## PROMPT
Please quote exactly the lines below from the line containing "them with an" to the line containing "pub struct ReqwestClient", both lines included, and nothing else.

---------- DATA TO USE ----------

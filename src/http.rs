//! The HTTP collaborator: one GET with headers and a timeout.
//!
//! Discovery and fetch only see [`HttpClient`], so tests drive them with an
//! in-process fake and the binary uses [`ReqwestClient`].

use crate::error::HttpError;
use async_trait::async_trait;
use std::collections::HashMap;
use std::time::Duration;
use tracing::{debug, instrument};

#[derive(Debug, Clone, PartialEq, Eq)]
pub struct HttpResponse {
    pub status: u16,
    /// Header names are lowercased.
    pub headers: HashMap<String, String>,
    pub body: String,
}

impl HttpResponse {
    #[cfg(test)]
    pub fn header(&self, name: &str) -> Option<&str> {
        self.headers.get(&name.to_ascii_lowercase()).map(String::as_str)
    }

    pub fn is_success(&self) -> bool {
        (200..300).contains(&self.status)
    }
}

#[async_trait]
pub trait HttpClient: Send + Sync {
    async fn get(
        &self,
        url: &str,
        headers: &[(String, String)],
        timeout: Duration,
    ) -> Result<HttpResponse, HttpError>;
}

/// Production client backed by a shared `reqwest::Client`.
#[derive(Debug, Clone)]
pub struct ReqwestClient {
    client: reqwest::Client,
}

impl ReqwestClient {
    pub fn new(user_agent: &str) -> Result<Self, reqwest::Error> {
        let client = reqwest::Client::builder()
            .user_agent(user_agent)
            .redirect(reqwest::redirect::Policy::limited(5))
            .build()?;
        Ok(Self { client })
    }

    fn classify(url: &str, e: reqwest::Error) -> HttpError {
        let url = url.to_string();
        if e.is_timeout() {
            HttpError::Timeout { url }
        } else if e.is_connect() {
            HttpError::Connect { url, detail: e.to_string() }
        } else if e.is_body() || e.is_decode() {
            HttpError::Body { url, detail: e.to_string() }
        } else if e.is_builder() {
            HttpError::InvalidUrl { url }
        } else {
            HttpError::Other { url, detail: e.to_string() }
        }
    }
}

#[async_trait]
impl HttpClient for ReqwestClient {
    #[instrument(level = "debug", skip_all, fields(%url))]
    async fn get(
        &self,
        url: &str,
        headers: &[(String, String)],
        timeout: Duration,
    ) -> Result<HttpResponse, HttpError> {
        let mut request = self.client.get(url).timeout(timeout);
        for (name, value) in headers {
            request = request.header(name.as_str(), value.as_str());
        }
        let response = request.send().await.map_err(|e| Self::classify(url, e))?;

        let status = response.status().as_u16();
        let headers: HashMap<String, String> = response
            .headers()
            .iter()
            .filter_map(|(k, v)| {
                v.to_str()
                    .ok()
                    .map(|v| (k.as_str().to_ascii_lowercase(), v.to_string()))
            })
            .collect();
        let body = response.text().await.map_err(|e| Self::classify(url, e))?;
        debug!(status, bytes = body.len(), "HTTP response received");

        Ok(HttpResponse { status, headers, body })
    }
}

----------

## SOLVED PROBLEM
//! Discovery and fetch only see [`HttpClient`], so tests drive them with an
//! in-process fake and the binary uses [`ReqwestClient`].

use crate::error::HttpError;
use async_trait::async_trait;
use std::collections::HashMap;
use std::time::Duration;
use tracing::{debug, instrument};

#[derive(Debug, Clone, PartialEq, Eq)]
pub struct HttpResponse {
    pub status: u16,
    /// Header names are lowercased.
    pub headers: HashMap<String, String>,
    pub body: String,
}

impl HttpResponse {
    #[cfg(test)]
    pub fn header(&self, name: &str) -> Option<&str> {
        self.headers.get(&name.to_ascii_lowercase()).map(String::as_str)
    }

    pub fn is_success(&self) -> bool {
        (200..300).contains(&self.status)
    }
}

#[async_trait]
pub trait HttpClient: Send + Sync {
    async fn get(
        &self,
        url: &str,
        headers: &[(String, String)],
        timeout: Duration,
    ) -> Result<HttpResponse, HttpError>;
}

/// Production client backed by a shared `reqwest::Client`.
#[derive(Debug, Clone)]
pub struct ReqwestClient {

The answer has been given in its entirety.